Marián Aguilera Pérez (born 12 March 1977 in Montgat, Barcelona, Spain) is a Spanish film and television actress.

== Biography ==
Her image was telecast for the World to see when she carried the Olympic flame at Empúries for the Barcelona Olympic Games (1992), upon its arrival from Greece. She was 15.

The first film which she starred in was El Largo Invierno (1992), at the hands of Jaime Camino. Other highlights of her earlier film titles are La Ciudad de los Prodigios (1999), Quin Curs, el Meu Tercer! (1994) (TV) and Tuno Negro (2001).

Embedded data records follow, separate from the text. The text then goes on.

use crate::shared::errors::AppResult;
use crate::shared::utils::format::format_iso_timestamp;

use super::client::{PageQuery, TracearrClient};

pub async fn health(client: &TracearrClient) -> AppResult<()> {
    let health = client.health().await?;
    println!("Status: {}", health.status);
    println!("Timestamp: {}", health.timestamp);
    println!("\nServers:");
    for server in &health.servers {
        let status = if server.online {
            "🟢 Online"
        } else {
            "🔴 Offline"
        };
        println!(
            "  {} ({}) - {} - {} active streams",
            server.name,
            server.server_type,
            status,
            server.active_streams.unwrap_or(0)
        );
    }
    Ok(())
}

pub async fn stats(client: &TracearrClient, server_id: Option<&str>) -> AppResult<()> {
    let stats = client.stats(server_id).await?;
    println!("Active Streams: {}", stats.active_streams);
    println!("Total Users: {}", stats.total_users);
    println!("Total Sessions (30d): {}", stats.total_sessions);
    println!("Recent Violations (7d): {}", stats.recent_violations);
    println!("Timestamp: {}", stats.timestamp);
    Ok(())
}

pub async fn streams(
    client: &TracearrClient,
    server_id: Option<&str>,
    summary_only: bool,
) -> AppResult<()> {
    let streams = client.streams(server_id, summary_only).await?;

    let summary = &streams.summary;
    println!("Total Streams: {}", summary.total.unwrap_or(0));
    println!("  Transcodes: {}", summary.transcodes.unwrap_or(0));
    println!("  Direct Streams: {}", summary.direct_streams.unwrap_or(0));
    println!("  Direct Plays: {}", summary.direct_plays.unwrap_or(0));
    println!(
        "Total Bitrate: {}",
        summary.total_bitrate.as_deref().unwrap_or("N/A")
    );

    if summary.by_server.len() > 1 {
        println!("\nBy Server:");
        for server in &summary.by_server {
            println!(
                "  {}: {} streams ({})",
                server.server_name,
                server.total,
                server.total_bitrate.as_deref().unwrap_or("N/A")
            );
        }
    }

    if !summary_only && !streams.data.is_empty() {
        println!("\nActive Streams:");
        for session in &streams.data {
            let decision = if session.is_transcode.unwrap_or(false) {
                "transcode"
            } else {
                session.video_decision.as_deref().unwrap_or("unknown")
            };
            let device = session
                .device
                .as_deref()
                .or(session.player.as_deref())
                .unwrap_or("Unknown");
            let bitrate = session
                .bitrate
                .map(|b| format!("{} kbps", b))
                .unwrap_or_else(|| "N/A".to_string());

            println!(
                "\n  {} - {}",
                session.username.as_deref().unwrap_or("Unknown"),
                session.display_media()
            );
            println!(
                "    State: {} | Decision: {} | Device: {}",
                session.state.as_deref().unwrap_or("unknown"),
                decision,
                device
            );
            println!(
                "    Bitrate: {} | Server: {}",
                bitrate,
                session.server_name.as_deref().unwrap_or("Unknown")
            );
        }
    }
    Ok(())
}

pub async fn users(client: &TracearrClient, query: &PageQuery) -> AppResult<()> {
    let page = client.users(query).await?;
    println!(
        "Users (Page {} of {} total):\n",
        page.meta.page.unwrap_or(1),
        page.meta.total.unwrap_or(0)
    );

    for user in &page.data {
        let name = user
            .display_name
            .as_deref()
            .or(user.username.as_deref())
            .unwrap_or("Unknown");
        let last_activity = user
            .last_activity_at
            .as_deref()
            .map(format_iso_timestamp)
            .unwrap_or_else(|| "Never".to_string());

        println!("{} ({})", name, user.role.as_deref().unwrap_or("unknown"));
        println!(
            "  Trust: {}/100 | Violations: {} | Sessions: {}",
            user.trust_score.unwrap_or(0),
            user.total_violations.unwrap_or(0),
            user.session_count.unwrap_or(0)
        );
        println!(
            "  Server: {} | Last Activity: {}\n",
            user.server_name.as_deref().unwrap_or("Unknown"),
            last_activity
        );
    }
    Ok(())
}

pub async fn violations(client: &TracearrClient, query: &PageQuery) -> AppResult<()> {
    let page = client.violations(query).await?;
    println!(
        "Violations (Page {} of {} total):\n",
        page.meta.page.unwrap_or(1),
        page.meta.total.unwrap_or(0)
    );

    for violation in &page.data {
        let severity = violation.severity.as_deref().unwrap_or("unknown");
        let marker = match severity {
            "low" => "🟡",
            "warning" => "🟠",
            "high" => "🔴",
            _ => "⚪",
        };
        let ack = if violation.acknowledged.unwrap_or(false) {
            "✓ Acknowledged"
        } else {
            "✗ Unacknowledged"
        };
        let rule_name = violation
            .rule
            .as_ref()
            .and_then(|r| r.name.as_deref())
            .unwrap_or("Unknown Rule");
        let rule_type = violation
            .rule
            .as_ref()
            .and_then(|r| r.rule_type.as_deref())
            .unwrap_or("unknown");
        let username = violation
            .user
            .as_ref()
            .and_then(|u| u.username.as_deref())
            .unwrap_or("Unknown User");

        println!("{} {} - {}", marker, rule_name, username);
        println!("  Type: {} | Severity: {}", rule_type, severity);
        println!(
            "  Status: {} | Created: {}",
            ack,
            format_iso_timestamp(&violation.created_at)
        );
        println!(
            "  Server: {}\n",
            violation.server_name.as_deref().unwrap_or("Unknown")
        );
    }
    Ok(())
}

pub async fn history(client: &TracearrClient, query: &PageQuery) -> AppResult<()> {
    let page = client.history(query).await?;
    println!(
        "Session History (Page {} of {} total):\n",
        page.meta.page.unwrap_or(1),
        page.meta.total.unwrap_or(0)
    );

    for session in &page.data {
        let username = session
            .user
            .as_ref()
            .and_then(|u| u.username.as_deref())
            .unwrap_or("Unknown");
        let stopped = session
            .stopped_at
            .as_deref()
            .map(format_iso_timestamp)
            .unwrap_or_else(|| "In Progress".to_string());
        let duration_mins = session.duration_ms.unwrap_or(0) / 60_000;
        let progress_mins = session.progress_ms.unwrap_or(0) / 60_000;

        println!(
            "{} ({})",
            session.display_media(),
            session.year.as_deref().unwrap_or("?")
        );
        println!(
            "  User: {} | Type: {}",
            username,
            session.media_type.as_deref().unwrap_or("unknown")
        );
        println!(
            "  Started: {} | Stopped: {}",
            format_iso_timestamp(&session.started_at),
            stopped
        );
        println!(
            "  Progress: {}/{} min | Device: {}",
            progress_mins,
            duration_mins,
            session.device.as_deref().unwrap_or("Unknown")
        );
        println!(
            "  Server: {}\n",
            session.server_name.as_deref().unwrap_or("Unknown")
        );
    }
    Ok(())
}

But she is most remembered as Miriam when she starred in Al salir de clase (1997–1999), a TV series about the lives of a group of teenagers in Madrid. After the series ended, she starred in less successful Esencia de Poder (2001–2002) and Código Fuego (2003).

Los Hombres de Paco / Paco's Men (2005–2009) catapulted her into international stardom and fame, with her character Silvia Castro Leon. It created a new fan-base, and countless forums and websites (in many languages) dedicated to her character Silvia and the love story between Silvia and Pepa (portrayed by Laura Sánchez). However, to great dismay of the series and her character's fans, Marián Aguilera left the show in 2009 to allow herself to grow and explore other possibilities. She re-appeared in the series' final season a few times as an illusion/imagination (or perhaps a ghost) to Paco.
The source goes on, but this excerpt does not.